I am thankful for my wife and my children. I am thankful that they are all healthy and happy and think that I rock.
I am thankful that I have a roof over my head, good food on the table and a dog that sounds great barking but is actually a massive wuss.
I am thankful that Lindsey Lohan is doing playboy. I am thankful that alcohol exists and so do hot idiot celebrities.
I am thankful that my children no longer eat dog food.
I am thankful sports exist and that the NBA is on a lockout because I hate professional basketball.
I am thankful that some weird old guy showed up my house and asked if he could pick up all the black walnuts from my backyard. I am also thankful that he didn't ask me to join in any weirdo reindeer games that he would be playing with those walnuts. Naked.
I am thankful that winter is here and everyone's yard looks like shit now because it's all dead. I am thankful that I don't talk to my neighbors more because that may not turn out to well given the state of my yard the last couple of summers. Which reminds me to be thankful when cities give out water restrictions so no one can water their yards so now it looks like mine. I win.
I am thankful that Hossmom has a job she loves and gets to travel to cities that she finds interesting instead of other cities, like Cleveland.
I am thankful that Cheetos's come in handy little lunch sizes so that I can easily steal them from my daughter without them really noticing anything is gone.
I am thankful that my fat dog eats all the food that the kids drop from the table with the exception of broccoli which I can't really blame them for.
I am thankful that for Dear Abby because every time I read it I am assured that there are way more weirdo people out there that have way more weirdo problems than I do.
I am thankful of new tires because that it was all old men are thankful for because it shows that even though life has beaten us down, new tires are always cool.
I am thankful for leaked sex tapes and the ignorance and stupidity of the people that do them.
I am thankful for jilted ex boyfriends. No relation to the above mentioned thankful topic. Maybe a little.
I am thankful that there is such a thing as a DVR and that it records sporting events that can be watched after 10 pm.
I am thankful for juice because it's good.
I am thankful for cake because it's better than juice.
I am thankful that someone invented a catapult and we have taken such a destructive weapon of war to now make it throw watermelons.
I am thankful for potato guns to0 as one of the top most useless but awesome inventions.
I am thankful that my wife buys all my clothes for me and that one day my daughter will grow up and do the same thing.
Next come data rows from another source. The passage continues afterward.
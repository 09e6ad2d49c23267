use std::fmt;

use log::error;
use serde::de::{self, Deserializer, IgnoredAny, Visitor};
use serde::Deserialize;

use crate::model::{BookmarkPost, BoardDescriptor, PostBuilder, PostImageBuilder, StickyThread};

/// Accepts `0`/`1`, any other integer (non-zero is true), booleans and
/// `null`.
pub(crate) fn bool_from_int<'de, D: Deserializer<'de>>(deserializer: D) -> Result<bool, D::Error> {
    struct BoolVisitor;

    impl<'de> Visitor<'de> for BoolVisitor {
        type Value = bool;

        fn expecting(&self, f: &mut fmt::Formatter) -> fmt::Result {
            f.write_str("an integer or a boolean")
        }

        fn visit_bool<E: de::Error>(self, v: bool) -> Result<bool, E> {
            Ok(v)
        }

        fn visit_u64<E: de::Error>(self, v: u64) -> Result<bool, E> {
            Ok(v != 0)
        }

        fn visit_i64<E: de::Error>(self, v: i64) -> Result<bool, E> {
            Ok(v != 0)
        }

        fn visit_unit<E: de::Error>(self) -> Result<bool, E> {
            Ok(false)
        }
    }

    deserializer.deserialize_any(BoolVisitor)
}

/// Treats an explicit `null` the same as a missing key.
pub(crate) fn null_as_default<'de, D, T>(deserializer: D) -> Result<T, D::Error>
where
    D: Deserializer<'de>,
    T: Deserialize<'de> + Default,
{
    Ok(Option::<T>::deserialize(deserializer)?.unwrap_or_default())
}

/// Some backends send identifiers as numbers, others as strings.
pub(crate) fn string_or_number<'de, D: Deserializer<'de>>(
    deserializer: D,
) -> Result<Option<String>, D::Error> {
    struct StringVisitor;

    impl<'de> Visitor<'de> for StringVisitor {
        type Value = Option<String>;

        fn expecting(&self, f: &mut fmt::Formatter) -> fmt::Result {
            f.write_str("a string or a number")
        }

        fn visit_str<E: de::Error>(self, v: &str) -> Result<Self::Value, E> {
            Ok(Some(v.to_string()))
        }

        fn visit_string<E: de::Error>(self, v: String) -> Result<Self::Value, E> {
            Ok(Some(v))
        }

        fn visit_u64<E: de::Error>(self, v: u64) -> Result<Self::Value, E> {
            Ok(Some(v.to_string()))
        }

        fn visit_i64<E: de::Error>(self, v: i64) -> Result<Self::Value, E> {
            Ok(Some(v.to_string()))
        }

        fn visit_unit<E: de::Error>(self) -> Result<Self::Value, E> {
            Ok(None)
        }
    }

    deserializer.deserialize_any(StringVisitor)
}

/// The inverse of [`string_or_number`]: a post number that may arrive quoted.
pub(crate) fn number_or_string<'de, D: Deserializer<'de>>(
    deserializer: D,
) -> Result<Option<u64>, D::Error> {
    match string_or_number(deserializer)? {
        Some(s) if s.is_empty() => Ok(None),
        Some(s) => s
            .parse::<u64>()
            .map(Some)
            .map_err(|_| de::Error::invalid_value(de::Unexpected::Str(&s), &"a post number")),
        None => Ok(None),
    }
}

/// An attachment in the futaba family of APIs.
#[derive(Debug, Default, Deserialize)]
#[serde(default)]
pub(crate) struct RawFile {
    #[serde(deserialize_with = "string_or_number")]
    pub tim: Option<String>,
    pub filename: Option<String>,
    pub ext: Option<String>,
    pub fsize: u64,
    pub w: u32,
    pub h: u32,
    #[serde(deserialize_with = "bool_from_int")]
    pub spoiler: bool,
    pub md5: Option<String>,
}

impl RawFile {
    /// `None` unless the file has a server name, original name and
    /// extension. `server_filename` overrides `tim` for backends that key
    /// files by their original name.
    pub fn into_image(self, server_filename: Option<String>) -> Option<PostImageBuilder> {
        let server_filename = server_filename.or(self.tim)?;
        let filename = self.filename?;
        let ext = self.ext?.replace('.', "");

        Some(
            PostImageBuilder {
                server_filename: Some(server_filename.clone()),
                filename: Some(filename),
                extension: Some(ext.clone()),
                width: self.w,
                height: self.h,
                size: self.fsize,
                spoiler: self.spoiler,
                file_hash: self.md5,
                args: Vec::with_capacity(2),
            }
            .arg("tim", server_filename)
            .arg("ext", ext),
        )
    }
}

/// `extra_files` entries. Some vichan installs emit a stray `[]` in the
/// array; it is accepted and dropped.
#[derive(Debug, Deserialize)]
#[serde(untagged)]
pub(crate) enum ExtraFile {
    Stray(Vec<IgnoredAny>),
    File(RawFile),
}

impl ExtraFile {
    pub fn into_file(self) -> Option<RawFile> {
        match self {
            ExtraFile::File(f) => Some(f),
            ExtraFile::Stray(_) => None,
        }
    }
}

/// A post in the futaba family of APIs (4chan, vichan, taimaba). Dialects
/// read the subset they understand.
#[derive(Debug, Default, Deserialize)]
#[serde(default)]
pub(crate) struct RawPost {
    pub no: Option<u64>,
    pub resto: Option<u64>,
    pub time: i64,
    pub name: Option<String>,
    pub trip: Option<String>,
    pub id: Option<String>,
    pub capcode: Option<String>,
    pub sub: Option<String>,
    pub com: Option<String>,

    #[serde(deserialize_with = "bool_from_int")]
    pub sticky: bool,
    pub sticky_cap: Option<u32>,
    #[serde(deserialize_with = "bool_from_int")]
    pub closed: bool,
    #[serde(deserialize_with = "bool_from_int")]
    pub archived: bool,
    pub replies: u32,
    pub images: u32,
    pub unique_ips: u32,
    pub last_modified: i64,

    #[serde(flatten)]
    pub file: RawFile,
    #[serde(deserialize_with = "bool_from_int")]
    pub filedeleted: bool,
    pub extra_files: Vec<ExtraFile>,

    pub country: Option<String>,
    pub country_name: Option<String>,
    pub troll_country: Option<String>,
    pub board_flag: Option<String>,
    pub flag_name: Option<String>,
    pub since4pass: Option<u32>,
}

impl RawPost {
    /// Moves the fields every futaba-like dialect shares into a builder.
    /// `None` (with an error logged) when the post has no number.
    pub fn take_builder(&mut self, board: &BoardDescriptor, default_op: bool) -> Option<PostBuilder> {
        let post_no = match self.no {
            Some(no) => no,
            None => {
                error!("Post on {} has no post number, skipping", board);
                return None;
            }
        };
        let op_id = self.resto.unwrap_or(0);
        let op = match self.resto {
            Some(resto) => resto == 0,
            None => default_op,
        };

        let mut b = PostBuilder::new(board.clone());
        b.post_no = Some(post_no);
        b.op = op;
        b.op_id = op_id;
        b.subject = self.sub.take();
        b.name = self.name.take();
        b.tripcode = self.trip.take();
        b.poster_id = self.id.take();
        b.moderator_capcode = self.capcode.take();
        b.timestamp = self.time;
        b.comment = self.com.take().unwrap_or_default();
        b.sticky = self.sticky;
        b.closed = self.closed;
        b.archived = self.archived;
        b.replies = self.replies;
        b.thread_images = self.images;
        b.unique_ips = self.unique_ips;
        b.last_modified = self.last_modified;
        if let Some(cap) = self.sticky_cap {
            b.endless = true;
            b.sticky_cap = Some(cap);
        }
        Some(b)
    }
}

/// The bookmark projection of a futaba-like post.
#[derive(Debug, Default, Deserialize)]
#[serde(default)]
pub(crate) struct RawBookmarkPost {
    pub no: Option<u64>,
    pub resto: Option<u64>,
    #[serde(deserialize_with = "bool_from_int")]
    pub closed: bool,
    #[serde(deserialize_with = "bool_from_int")]
    pub archived: bool,
    pub com: Option<String>,
    #[serde(deserialize_with = "bool_from_int")]
    pub bumplimit: bool,
    #[serde(deserialize_with = "bool_from_int")]
    pub imagelimit: bool,
    #[serde(deserialize_with = "bool_from_int")]
    pub sticky: bool,
    pub sticky_cap: Option<u32>,
}

impl RawBookmarkPost {
    pub fn into_bookmark_post(self) -> Option<BookmarkPost> {
        let post_no = match self.no {
            Some(no) => no,
            None => {
                error!("Error reading bookmark post, it has no post number");
                return None;
            }
        };
        let comment = self.com.unwrap_or_default();
        if self.resto.unwrap_or(0) == 0 {
            Some(BookmarkPost::OriginalPost {
                post_no,
                closed: self.closed,
                archived: self.archived,
                bump_limit: self.bumplimit,
                image_limit: self.imagelimit,
                sticky: StickyThread::create(self.sticky, self.sticky_cap),
                comment,
            })
        } else {
            Some(BookmarkPost::RegularPost { post_no, comment })
        }
    }
}

#[cfg(test)]
mod tests {
    use super::*;

    #[test]
    fn lenient_scalars() {
        #[derive(Deserialize)]
        struct T {
            #[serde(deserialize_with = "bool_from_int")]
            a: bool,
            #[serde(deserialize_with = "bool_from_int")]
            b: bool,
            #[serde(deserialize_with = "string_or_number")]
            tim: Option<String>,
            #[serde(deserialize_with = "number_or_string")]
            num: Option<u64>,
        }

        let t: T = serde_json::from_str(r#"{"a": 1, "b": true, "tim": 1600000000123, "num": "42"}"#)
            .unwrap();
        assert!(t.a && t.b);
        assert_eq!(t.tim.as_deref(), Some("1600000000123"));
        assert_eq!(t.num, Some(42));

        let t: T = serde_json::from_str(r#"{"a": 0, "b": null, "tim": "abc", "num": 7}"#).unwrap();
        assert!(!t.a && !t.b);
        assert_eq!(t.tim.as_deref(), Some("abc"));
        assert_eq!(t.num, Some(7));
    }

    #[test]
    fn stray_extra_file_is_skipped() {
        let post: RawPost = serde_json::from_str(
            r#"{"no": 2, "resto": 1, "extra_files": [[], {"tim": "99", "filename": "b", "ext": ".gif"}]}"#,
        )
        .unwrap();
        let files: Vec<_> = post
            .extra_files
            .into_iter()
            .filter_map(ExtraFile::into_file)
            .collect();
        assert_eq!(files.len(), 1);
        assert_eq!(files[0].tim.as_deref(), Some("99"));
    }

    #[test]
    fn missing_resto_defaults() {
        let board = BoardDescriptor::new("lainchan", "tech");
        let mut raw: RawPost = serde_json::from_str(r#"{"no": 5, "com": "hi"}"#).unwrap();
        let b = raw.take_builder(&board, true).unwrap();
        assert!(b.is_op());
        assert_eq!(b.comment, "hi");

        let mut raw: RawPost = serde_json::from_str(r#"{"com": "hi"}"#).unwrap();
        assert!(raw.take_builder(&board, true).is_none());
    }
}
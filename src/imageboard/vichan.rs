use std::io::Read;

use super::common::RawPost;
use super::futaba::{self, FutabaFamily};
use super::ChanDecoder;
use crate::model::{HttpIcon, PostBuilder, ThreadBookmarkInfo, ThreadDescriptor};
use crate::reader::ReadingProcessor;
use crate::site::{Board, Site};
use crate::Error;

/// vichan and its forks. Shares the 4chan envelope; `tim` may be a string
/// and flags come as `country`/`troll_country`.
#[derive(Debug, Clone, Copy, Default, PartialEq, Eq)]
pub struct Vichan;

pub(super) fn country_icons(
    raw: &mut RawPost,
    site: &Site,
    board: &Board,
    builder: &mut PostBuilder,
) -> Result<(), Error> {
    let name = match raw.country_name.take() {
        Some(name) => name,
        None => return Ok(()),
    };

    if let Some(code) = raw.country.take() {
        let icon = HttpIcon::from_template(
            site,
            board,
            "country",
            format!("{}/{}", name, code),
            &[("country_code", code.to_ascii_lowercase())],
        )?;
        if let Some(icon) = icon {
            builder.add_http_icon(icon);
        }
    }

    if let Some(code) = raw.troll_country.take() {
        let icon = HttpIcon::from_template(
            site,
            board,
            "troll_country",
            format!("{}/t_{}", name, code),
            &[("troll_country_code", code.to_ascii_lowercase())],
        )?;
        if let Some(icon) = icon {
            builder.add_http_icon(icon);
        }
    }

    Ok(())
}

impl FutabaFamily for Vichan {
    fn icons(
        raw: &mut RawPost,
        site: &Site,
        board: &Board,
        builder: &mut PostBuilder,
    ) -> Result<(), Error> {
        country_icons(raw, site, board, builder)
    }
}

impl ChanDecoder for Vichan {
    fn load_thread<R: Read>(
        &self,
        body: R,
        processor: &ReadingProcessor,
        site: &Site,
        board: &Board,
    ) -> Result<(), Error> {
        futaba::load_thread::<Self, R>(body, processor, site, board)
    }

    fn load_catalog<R: Read>(
        &self,
        body: R,
        processor: &ReadingProcessor,
        site: &Site,
        board: &Board,
    ) -> Result<(), Error> {
        futaba::load_catalog::<Self, R>(body, processor, site, board)
    }

    fn read_bookmark_info<R: Read>(
        &self,
        thread: &ThreadDescriptor,
        expected_capacity: usize,
        body: R,
    ) -> Result<ThreadBookmarkInfo, Error> {
        futaba::read_bookmark_info(thread, expected_capacity, body)
    }
}
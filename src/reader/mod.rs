//! Wires a payload through decode, change detection, parsing and
//! reordering.

use std::io::Read;
use std::sync::Arc;

use log::{debug, info};
use serde::Serialize;

mod cache;
mod lookups;
mod pool;
mod processor;

pub use cache::{MemoryPostCache, PostCache};
pub use lookups::ParseLookups;
pub use pool::ParseWorkerPool;
pub use processor::ReadingProcessor;

use crate::imageboard::{ChanDecoder, SiteDecoder};
use crate::model::{
    BoardDescriptor, ChanDescriptor, Post, ThreadBookmarkInfo, ThreadDescriptor, ThreadMeta,
};
use crate::site::{Board, Site, SiteProvider};
use crate::{Error, Result};

#[derive(Debug, Clone, Serialize)]
pub struct LoadResponse {
    /// Thread state carried by the OP. Always `None` for catalogs.
    pub op: Option<ThreadMeta>,
    /// Posts that were new or changed, in feed order.
    pub posts: Vec<Post>,
    /// Every post number in the payload as it appeared, unchanged posts
    /// included.
    pub post_order: Vec<u64>,
}

pub struct PostLoader {
    sites: Arc<dyn SiteProvider>,
    cache: Arc<dyn PostCache>,
    pool: ParseWorkerPool,
}

impl PostLoader {
    pub fn new(sites: Arc<dyn SiteProvider>, cache: Arc<dyn PostCache>) -> Self {
        Self {
            sites,
            cache,
            pool: ParseWorkerPool::default(),
        }
    }

    pub fn with_pool(mut self, pool: ParseWorkerPool) -> Self {
        self.pool = pool;
        self
    }

    fn resolve(&self, board: &BoardDescriptor) -> Result<(Arc<Site>, Board)> {
        let site = self
            .sites
            .site(board.site())
            .ok_or_else(|| Error::UnknownSite(board.site().clone()))?;
        let board = site
            .board(board)
            .ok_or_else(|| Error::UnknownBoard(board.clone()))?;
        Ok((site, board))
    }

    pub async fn load<R: Read + Send + 'static>(
        &self,
        descriptor: ChanDescriptor,
        body: R,
        expected_capacity: usize,
        lookups: ParseLookups,
    ) -> Result<LoadResponse> {
        let (site, board) = self.resolve(descriptor.board())?;
        let decoder = SiteDecoder::from(site.dialect());
        let processor = Arc::new(ReadingProcessor::new(
            descriptor.clone(),
            self.cache.clone(),
            expected_capacity,
        ));

        let p = processor.clone();
        let is_catalog = descriptor.is_catalog();
        tokio::task::spawn_blocking(move || {
            if is_catalog {
                decoder.load_catalog(body, &p, &site, &board)
            } else {
                decoder.load_thread(body, &p, &site, &board)
            }
        })
        .await
        .map_err(|err| Error::Worker(err.to_string()))??;

        let op = processor.op();
        if let ChanDescriptor::Thread(thread) = &descriptor {
            if op.is_none() {
                return Err(Error::NoOriginalPost(thread.clone()));
            }
        }

        let post_order = processor.post_order();
        let mut lookups = lookups;
        lookups.extend_internal_ids(post_order.iter().copied());
        let lookups = Arc::new(lookups);

        let to_parse = processor.take_to_parse();
        debug!(
            "{}: {} posts in payload, {} to parse",
            descriptor,
            post_order.len(),
            to_parse.len()
        );
        let parsed = self.pool.parse_all(to_parse, lookups, &descriptor).await;
        processor.commit_hashes(&parsed);
        let posts = processor.posts_sorted_by_indexes(parsed);

        info!(
            "{}: loaded {} posts ({} new or changed)",
            descriptor,
            post_order.len(),
            posts.len()
        );
        Ok(LoadResponse {
            op,
            posts,
            post_order,
        })
    }

    pub async fn load_bookmark_info<R: Read + Send + 'static>(
        &self,
        thread: ThreadDescriptor,
        expected_capacity: usize,
        body: R,
    ) -> Result<ThreadBookmarkInfo> {
        let (site, _) = self.resolve(thread.board())?;
        let decoder = SiteDecoder::from(site.dialect());
        tokio::task::spawn_blocking(move || {
            decoder.read_bookmark_info(&thread, expected_capacity, body)
        })
        .await
        .map_err(|err| Error::Worker(err.to_string()))?
    }
}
I am thankful the dollar aisle at the store that sells plastic crap toys.
I am thankful for turkey and the sweet goodness that will soon be heaved upon my plate in a challenge to finish it all. I am thankful for gluttony.
I am thankful that I have finally started writing that book that I kept meaning to and I am thankful that the first chapter made my wife laugh.
I am thankful that Harry Potter exists even if it is only on paper.
But most of all, I am thankful that I have found someone who "gets me", who encourages me everyday and allows me to see her naked whenever I want.